🤖 AI Summary
To address the challenges of excessive parameter count and severe accuracy degradation under compression in large language model (LLM) inference, this paper proposes TARDIS—a novel structural optimization method inspired by compiler constant folding. TARDIS introduces input-aware piecewise linear approximations of nonlinear activation functions (e.g., GELU) in feed-forward network (FFN) layers, coupled with online anomaly detection and dynamic fallback to preserve accuracy in critical regions. By integrating FFN parameter reparameterization and deep backend support for vLLM and Hugging Face (HF), TARDIS achieves 80% parameter reduction in FFN layers. It delivers end-to-end inference speedups of 1.6× (vLLM) and 1.4× (HF) on a 7B model, with only a 10.9% accuracy drop—outperforming state-of-the-art methods Wanda and RIA by up to 65% in accuracy preservation under comparable compression.
📝 Abstract
Large language models (LLMs) demonstrate remarkable capabilities but face deployment challenges due to their massive parameter counts.
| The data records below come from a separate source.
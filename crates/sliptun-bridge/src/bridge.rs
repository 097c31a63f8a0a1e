use std::io::{ErrorKind, Read, Write};
use std::os::fd::AsRawFd;

use tracing::{info, trace};

use sliptun_codec::{OutputBuffer, SlipDecoder, MAX_FRAME};
use sliptun_transport::{Interest, PollSet};

use crate::error::{BridgeError, Result};
use crate::route::{route, DiagnosticSink, LogSink};
use crate::shutdown::ShutdownSignal;

const READ_CHUNK_SIZE: usize = 2048;

/// Relays frames between a SLIP serial line and a tunnel connection.
///
/// Generic over the endpoints so tests can substitute socketpairs; in the
/// binary, `S` is a `SerialPort` and `N` a `TcpTunnel`. Both must be
/// non-blocking.
pub struct Bridge<S, N> {
    serial: S,
    tunnel: N,
    decoder: SlipDecoder,
    outbuf: OutputBuffer,
    sink: Box<dyn DiagnosticSink + Send>,
    frames_to_tunnel: u64,
    frames_to_serial: u64,
}

impl<S, N> Bridge<S, N>
where
    S: Read + Write + AsRawFd,
    N: Read + Write + AsRawFd,
{
    pub fn new(serial: S, tunnel: N) -> Self {
        Self::with_sink(serial, tunnel, Box::new(LogSink))
    }

    pub fn with_sink(serial: S, tunnel: N, sink: Box<dyn DiagnosticSink + Send>) -> Self {
        Self {
            serial,
            tunnel,
            decoder: SlipDecoder::new(),
            outbuf: OutputBuffer::new(),
            sink,
            frames_to_tunnel: 0,
            frames_to_serial: 0,
        }
    }

    /// Queue a bare frame delimiter for the serial line.
    ///
    /// Sent once at startup so the device discards any half-received junk
    /// predating this process.
    pub fn queue_line_flush(&mut self) -> Result<()> {
        self.outbuf.queue(&[])?;
        Ok(())
    }

    /// Run until the shutdown signal trips or a fatal error occurs.
    ///
    /// Per iteration: watch serial for read always, serial for write only
    /// while output is pending, and the tunnel for read only while the
    /// output slot is free — a tunnel message is never accepted while a
    /// previous one is still draining. Dispatch order is fixed: the serial
    /// line has no flow control and unread device bytes risk being
    /// overwritten, so serial reads come first; a pending tunnel message
    /// can wait an iteration.
    pub fn run(&mut self, shutdown: &mut ShutdownSignal) -> Result<()> {
        let mut poll = PollSet::new();
        info!("bridge running");

        loop {
            if shutdown.is_triggered() {
                break;
            }

            poll.clear();
            let wake = poll.register(shutdown.wake_fd(), Interest::READ);
            let serial = poll.register(
                self.serial.as_raw_fd(),
                Interest {
                    read: true,
                    write: !self.outbuf.is_empty(),
                },
            );
            let tunnel = if self.outbuf.is_empty() {
                Some(poll.register(self.tunnel.as_raw_fd(), Interest::READ))
            } else {
                None
            };

            poll.wait(None)?;

            if shutdown.is_triggered() || poll.readiness(wake).readable {
                shutdown.drain();
                break;
            }

            let serial_ready = poll.readiness(serial);
            if serial_ready.readable {
                self.pump_serial(serial_ready.hangup)?;
            }
            if serial_ready.writable {
                self.flush_serial()?;
            }
            if let Some(token) = tunnel {
                if poll.readiness(token).readable {
                    self.pump_tunnel()?;
                }
            }
        }

        info!(
            to_tunnel = self.frames_to_tunnel,
            to_serial = self.frames_to_serial,
            dropped = self.decoder.frames_dropped(),
            "bridge stopped"
        );
        Ok(())
    }

    /// Serial bytes → decoder → tunnel or diagnostic sink.
    ///
    /// A zero-length read after the line reported hangup means the endpoint
    /// is gone; without hangup it is just a temporary end of input.
    fn pump_serial(&mut self, hangup: bool) -> Result<()> {
        let mut chunk = [0u8; READ_CHUNK_SIZE];
        loop {
            let read = match self.serial.read(&mut chunk) {
                Ok(0) if hangup => return Err(BridgeError::SerialClosed),
                Ok(0) => break,
                Ok(n) => n,
                Err(err) if err.kind() == ErrorKind::WouldBlock => break,
                Err(err) if err.kind() == ErrorKind::Interrupted => continue,
                Err(err) => return Err(BridgeError::Io(err)),
            };

            for frame in self.decoder.decode(&chunk[..read]) {
                if let Some(payload) = route(&frame, self.sink.as_mut()) {
                    self.write_tunnel(payload)?;
                    self.frames_to_tunnel += 1;
                    trace!(len = payload.len(), "frame forwarded to tunnel");
                }
            }
        }
        Ok(())
    }

    fn write_tunnel(&mut self, payload: &[u8]) -> Result<()> {
        let mut offset = 0usize;
        let mut poll = PollSet::new();
        while offset < payload.len() {
            match self.tunnel.write(&payload[offset..]) {
                Ok(0) => return Err(BridgeError::PeerDisconnected),
                Ok(n) => offset += n,
                Err(err) if err.kind() == ErrorKind::Interrupted => continue,
                Err(err) if err.kind() == ErrorKind::WouldBlock => {
                    // Park until the socket can take more.
                    poll.clear();
                    poll.register(self.tunnel.as_raw_fd(), Interest::WRITE);
                    poll.wait(None)?;
                }
                Err(err) => return Err(BridgeError::Io(err)),
            }
        }
        Ok(())
    }

    /// Drain as much of the pending encoded frame as the line accepts.
    fn flush_serial(&mut self) -> Result<()> {
        if self.outbuf.is_empty() {
            return Ok(());
        }
        match self.serial.write(self.outbuf.pending()) {
            Ok(n) => {
                self.outbuf.consume(n);
                trace!(written = n, "serial drain");
            }
            Err(err) if err.kind() == ErrorKind::WouldBlock => {}
            Err(err) if err.kind() == ErrorKind::Interrupted => {}
            Err(err) => return Err(BridgeError::Io(err)),
        }
        Ok(())
    }

    /// One tunnel message → encoded into the single output slot.
    fn pump_tunnel(&mut self) -> Result<()> {
        debug_assert!(self.outbuf.is_empty());

        let mut msg = [0u8; MAX_FRAME];
        let read = match self.tunnel.read(&mut msg) {
            Ok(0) => return Err(BridgeError::PeerDisconnected),
            Ok(n) => n,
            Err(err) if err.kind() == ErrorKind::WouldBlock => return Ok(()),
            Err(err) if err.kind() == ErrorKind::Interrupted => return Ok(()),
            Err(err) => return Err(BridgeError::Io(err)),
        };

        self.outbuf.queue(&msg[..read])?;
        self.frames_to_serial += 1;
        trace!(len = read, "tunnel message queued for serial");

        // Opportunistic drain; the poll loop picks up any remainder.
        self.flush_serial()
    }

    /// Frames forwarded serial → tunnel.
    pub fn frames_to_tunnel(&self) -> u64 {
        self.frames_to_tunnel
    }

    /// Tunnel messages queued toward the serial line.
    pub fn frames_to_serial(&self) -> u64 {
        self.frames_to_serial
    }

    /// Undrained bytes of the pending outbound frame.
    pub fn output_pending(&self) -> usize {
        self.outbuf.pending().len()
    }
}

#[cfg(test)]
mod tests {
    use std::os::unix::net::UnixStream;

    use super::*;
    use crate::shutdown::shutdown_pair;

    fn pair() -> (UnixStream, UnixStream) {
        let (a, b) = UnixStream::pair().unwrap();
        a.set_nonblocking(true).unwrap();
        (a, b)
    }

    #[test]
    fn startup_flush_queues_single_delimiter() {
        let (serial, _serial_peer) = pair();
        let (tunnel, _tunnel_peer) = pair();

        let mut bridge = Bridge::new(serial, tunnel);
        bridge.queue_line_flush().unwrap();
        assert_eq!(bridge.output_pending(), 1);
    }

    #[test]
    fn second_queue_while_pending_is_rejected() {
        let (serial, _serial_peer) = pair();
        let (tunnel, _tunnel_peer) = pair();

        let mut bridge = Bridge::new(serial, tunnel);
        bridge.queue_line_flush().unwrap();
        let err = bridge.queue_line_flush().unwrap_err();
        assert!(matches!(err, BridgeError::Codec(_)));
    }

    #[test]
    fn run_returns_immediately_when_already_triggered() {
        let (serial, _serial_peer) = pair();
        let (tunnel, _tunnel_peer) = pair();
        let (mut signal, trigger) = shutdown_pair().unwrap();

        trigger.trigger();
        let mut bridge = Bridge::new(serial, tunnel);
        bridge.run(&mut signal).unwrap();
        assert_eq!(bridge.frames_to_tunnel(), 0);
    }
}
While existing compression techniques like pruning can reduce model size, it leads to significant accuracy degradation under high compression ratios. We present a novel perspective inspired by constant folding in compiler optimization. Our approach enables parameter reduction by treating activation functions in LLMs as linear functions. However, recent LLMs use complex non-linear activations like GELU that prevent direct application of this technique. We propose TARDIS, which enables optimization of LLMs with non-linear activations by partially approximating them with linear functions in frequently occurring input ranges. For outlier inputs, TARDIS employs an online predictor to dynamically fall back to original computations. Our experiments demonstrate that TARDIS achieves 80% parameter reduction in feed-forward networks, while significantly outperforming state-of-the-art pruning methods Wanda and RIA with up to 65% higher accuracy. In practical deployments for a 7B model, TARDIS achieves 1.6x end-to-end inference speedup when integrated with the vLLM serving system, and 1.4x speedup with the widely adopted HuggingFace implementation, while incurring only a 10.9% accuracy trade-off.